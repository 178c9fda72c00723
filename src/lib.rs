// src/lib.rs

pub mod cli;
pub mod dag;
pub mod engine;
pub mod errors;
pub mod exec;
pub mod export;
pub mod logging;
pub mod plan;
pub mod state;
pub mod types;

use std::fs;
use std::path::{Path, PathBuf};
use std::sync::Arc;

use tracing::{info, warn};

use crate::cli::{CliArgs, Command, ExecArgs, GraphFormat};
use crate::dag::classify;
use crate::engine::{
    RunOutcome, Scheduler, SchedulerOptions, StaticSource, VariableSource,
};
use crate::errors::{PlanrunError, Result};
use crate::exec::{ActionExecutor, ConsoleSource, PlanExecutor, StdConsole};
use crate::export::{GraphView, render_dot};
use crate::plan::{Plan, load_and_validate};
use crate::state::{ExecutionState, FileSink, Snapshot, StateStore, check_snapshot};
use crate::types::{DispatchMode, DispatchOrder};

/// Directory for snapshots when `--state` is not given.
pub const DEFAULT_STATE_DIR: &str = ".planrun";

/// How a command ended, for the process exit code.
#[derive(Debug, Clone, Copy, PartialEq, Eq)]
pub enum CommandOutcome {
    /// Every action succeeded.
    Completed,
    /// The run cannot go further without an operator.
    Stalled,
    /// Stopped by Ctrl-C.
    Interrupted,
    /// A command that does not run the plan finished.
    Done,
}

impl CommandOutcome {
    pub fn exit_code(self) -> i32 {
        match self {
            CommandOutcome::Completed | CommandOutcome::Done => 0,
            CommandOutcome::Stalled => 2,
            CommandOutcome::Interrupted => 130,
        }
    }
}

/// Exit code for a command that failed with `err`.
pub fn error_exit_code(err: &PlanrunError) -> i32 {
    if err.is_validation() { 3 } else { 1 }
}

/// High-level entry point used by `main.rs`.
pub async fn run(args: CliArgs) -> Result<CommandOutcome> {
    match args.command {
        Command::Run { plan, state, exec } => run_fresh(&plan, state, &exec).await,
        Command::Resume {
            snapshot,
            plan,
            retry_failed,
            exec,
        } => resume(&snapshot, plan.as_deref(), retry_failed, &exec).await,
        Command::Graph {
            file,
            state,
            format,
        } => graph(&file, state.as_deref(), format),
        Command::Status { snapshot, plan } => status(&snapshot, plan.as_deref()),
        Command::Reset {
            snapshot,
            action,
            cascade,
            note,
            plan,
        } => reset(&snapshot, &action, cascade, note.as_deref(), plan.as_deref()),
        Command::MarkDone {
            snapshot,
            action,
            note,
            plan,
        } => mark_done(&snapshot, &action, note.as_deref(), plan.as_deref()),
    }
}

/// `.planrun/<plan stem>.state.json`
pub fn default_state_path(plan_path: &Path) -> PathBuf {
    let stem = plan_path
        .file_stem()
        .map(|s| s.to_string_lossy().into_owned())
        .unwrap_or_else(|| "plan".to_string());
    Path::new(DEFAULT_STATE_DIR).join(format!("{stem}.state.json"))
}

async fn run_fresh(plan_path: &Path, state: Option<PathBuf>, exec: &ExecArgs) -> Result<CommandOutcome> {
    let plan = load_and_validate(plan_path)?;
    let state_path = state.unwrap_or_else(|| default_state_path(plan_path));

    if state_path.exists() {
        warn!(path = %state_path.display(), "overwriting existing snapshot; use `resume` to continue it");
    }

    let store = StateStore::fresh(&plan, Box::new(FileSink::new(&state_path)));
    execute(&plan, store, exec, false).await
}

async fn resume(
    snapshot_path: &Path,
    plan_override: Option<&Path>,
    retry_failed: bool,
    exec: &ExecArgs,
) -> Result<CommandOutcome> {
    let snapshot = Snapshot::read_from(snapshot_path)?;
    let plan = plan_for_snapshot(&snapshot, plan_override)?;
    let store = StateStore::load(&plan, snapshot, Box::new(FileSink::new(snapshot_path)))?;
    execute(&plan, store, exec, retry_failed).await
}

/// Load the plan a snapshot belongs to, preferring an explicit path.
fn plan_for_snapshot(snapshot: &Snapshot, plan_override: Option<&Path>) -> Result<Plan> {
    let path = match (plan_override, snapshot.plan.as_deref()) {
        (Some(path), _) => path,
        (None, Some(path)) => path,
        (None, None) => {
            return Err(PlanrunError::StateCorruption(
                "snapshot does not name its plan; pass --plan".to_string(),
            ));
        }
    };
    load_and_validate(path)
}

fn scheduler_options(plan: &Plan, exec: &ExecArgs, retry_failed: bool) -> SchedulerOptions {
    let mut options = SchedulerOptions::from_settings(plan.settings());
    if exec.concurrent {
        options.mode = DispatchMode::Concurrent;
    }
    if exec.shuffle {
        options.order = DispatchOrder::Shuffled;
    }
    if exec.seed.is_some() {
        options.seed = exec.seed;
    }
    if exec.timeout.is_some() {
        options.default_timeout = exec.timeout;
    }
    options.retry_failed = retry_failed;
    options
}

async fn execute(
    plan: &Plan,
    mut store: StateStore,
    exec: &ExecArgs,
    retry_failed: bool,
) -> Result<CommandOutcome> {
    let options = scheduler_options(plan, exec, retry_failed);
    store.set_persist_variables(plan.settings().persist_variables || exec.persist_variables);

    for (name, _) in &exec.vars {
        if plan.variable(name).is_none() {
            warn!(variable = %name, "--var names a variable the plan does not declare");
        }
    }

    let console = Arc::new(StdConsole::new());
    let executor = Arc::new(
        PlanExecutor::new(Arc::clone(&console))
            .dry_run(exec.dry_run)
            .interactive(!exec.no_input),
    );

    if exec.no_input {
        drive(plan, store, executor, StaticSource::new(), options, &exec.vars).await
    } else {
        drive(plan, store, executor, ConsoleSource::new(console), options, &exec.vars).await
    }
}

async fn drive<E, S>(
    plan: &Plan,
    store: StateStore,
    executor: Arc<E>,
    source: S,
    options: SchedulerOptions,
    presets: &[(String, String)],
) -> Result<CommandOutcome>
where
    E: ActionExecutor,
    S: VariableSource,
{
    let location = store.sink().location().map(Path::to_path_buf);
    let mut scheduler = Scheduler::new(plan, store, executor, source, options);
    for (name, value) in presets {
        scheduler.preset_variable(name, value);
    }

    if let Some(title) = plan.title() {
        info!(title = %title, "starting plan");
    }

    tokio::select! {
        result = scheduler.run() => {
            let report = result?;
            println!();
            println!("{report}");
            match report.outcome {
                RunOutcome::Completed => Ok(CommandOutcome::Completed),
                RunOutcome::Stalled => {
                    print_resume_hint(location.as_deref());
                    Ok(CommandOutcome::Stalled)
                }
            }
        }
        Ok(()) = tokio::signal::ctrl_c() => {
            warn!("interrupted; the last snapshot is kept");
            print_resume_hint(location.as_deref());
            Ok(CommandOutcome::Interrupted)
        }
    }
}

fn print_resume_hint(location: Option<&Path>) {
    if let Some(path) = location {
        println!();
        println!(
            "Execution stopped, you can resume by running\n\tplanrun resume {}",
            path.display()
        );
    }
}

/// Load a snapshot for inspection, without the resume-time reset of
/// running actions.
fn inspect(snapshot_path: &Path, plan_override: Option<&Path>) -> Result<(Plan, Snapshot)> {
    let snapshot = Snapshot::read_from(snapshot_path)?;
    let plan = plan_for_snapshot(&snapshot, plan_override)?;
    if !snapshot.actions.is_empty() {
        check_snapshot(&plan, &snapshot)?;
    }
    Ok((plan, snapshot))
}

fn state_of(plan: &Plan, snapshot: &Snapshot) -> ExecutionState {
    if snapshot.actions.is_empty() {
        ExecutionState::pending_for(plan)
    } else {
        ExecutionState::from_records(snapshot.actions.clone())
    }
}

fn looks_like_snapshot(path: &Path) -> Result<bool> {
    let text = fs::read_to_string(path)?;
    Ok(text.trim_start().starts_with('{'))
}

fn graph(file: &Path, state: Option<&Path>, format: GraphFormat) -> Result<CommandOutcome> {
    let (plan, snapshot) = if looks_like_snapshot(file)? {
        let (plan, snapshot) = inspect(file, None)?;
        (plan, Some(snapshot))
    } else {
        let plan = load_and_validate(file)?;
        let snapshot = match state {
            Some(path) => {
                let snapshot = Snapshot::read_from(path)?;
                if !snapshot.actions.is_empty() {
                    check_snapshot(&plan, &snapshot)?;
                }
                Some(snapshot)
            }
            None => None,
        };
        (plan, snapshot)
    };

    let exec_state = snapshot.as_ref().map(|s| state_of(&plan, s));
    let view = GraphView::build(&plan, exec_state.as_ref());

    match format {
        GraphFormat::Dot => print!("{}", render_dot(&view)),
        GraphFormat::Json => print!("{}", view.to_json()?),
    }
    Ok(CommandOutcome::Done)
}

fn status(snapshot_path: &Path, plan_override: Option<&Path>) -> Result<CommandOutcome> {
    let (plan, snapshot) = inspect(snapshot_path, plan_override)?;
    let state = state_of(&plan, &snapshot);
    let classes = classify(&plan, &state);

    if let Some(title) = plan.title() {
        println!("{title}");
    }
    let width = plan.action_ids().map(str::len).max().unwrap_or(0);
    for id in plan.graph().topological_order() {
        let status = classes.status_of(id).unwrap_or_default();
        let record = state.record(id);
        let detail = match classes.blocked_entry(id) {
            Some(blocked) => blocked.reason(),
            None => record.and_then(|r| r.summary.clone()).unwrap_or_default(),
        };
        let attempts = record.map(|r| r.attempts).unwrap_or(0);
        println!("  {id:<width$}  {:<9}  {attempts:>2}  {detail}", status.as_str());
    }
    if !snapshot.audit.is_empty() {
        println!("\n{} audited edit(s)", snapshot.audit.len());
    }

    Ok(CommandOutcome::Done)
}

fn reset(
    snapshot_path: &Path,
    action: &str,
    cascade: bool,
    note: Option<&str>,
    plan_override: Option<&Path>,
) -> Result<CommandOutcome> {
    let snapshot = Snapshot::read_from(snapshot_path)?;
    let plan = plan_for_snapshot(&snapshot, plan_override)?;
    let mut store = StateStore::load(&plan, snapshot, Box::new(FileSink::new(snapshot_path)))?;

    let changed = store.reset(&plan, action, cascade, note)?;
    println!("reset to pending: {}", changed.join(", "));
    Ok(CommandOutcome::Done)
}

fn mark_done(
    snapshot_path: &Path,
    action: &str,
    note: Option<&str>,
    plan_override: Option<&Path>,
) -> Result<CommandOutcome> {
    let snapshot = Snapshot::read_from(snapshot_path)?;
    let plan = plan_for_snapshot(&snapshot, plan_override)?;
    let mut store = StateStore::load(&plan, snapshot, Box::new(FileSink::new(snapshot_path)))?;

    store.mark_succeeded(action, note)?;
    println!("marked succeeded: {action}");
    Ok(CommandOutcome::Done)
}

#[cfg(test)]
mod tests {
    use super::*;

    #[test]
    fn exit_codes_separate_stalled_from_invalid() {
        assert_eq!(CommandOutcome::Completed.exit_code(), 0);
        assert_eq!(CommandOutcome::Stalled.exit_code(), 2);
        assert_eq!(
            error_exit_code(&PlanrunError::CyclicDependency("a".to_string())),
            3
        );
        assert_eq!(
            error_exit_code(&PlanrunError::StateCorruption("x".to_string())),
            3
        );
        assert_eq!(
            error_exit_code(&PlanrunError::Io(std::io::Error::other("disk"))),
            1
        );
    }

    #[test]
    fn default_state_path_uses_plan_stem() {
        assert_eq!(
            default_state_path(Path::new("plans/rotate-certs.toml")),
            PathBuf::from(".planrun/rotate-certs.state.json")
        );
    }
}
━━━━━━
[TASK DIRECTIONS]
For every line above that includes the word "location", return the line.

[ANSWER FOR THE TASK]
    let location = store.sink().location().map(Path::to_path_buf);
                    print_resume_hint(location.as_deref());
            print_resume_hint(location.as_deref());
fn print_resume_hint(location: Option<&Path>) {
    if let Some(path) = location {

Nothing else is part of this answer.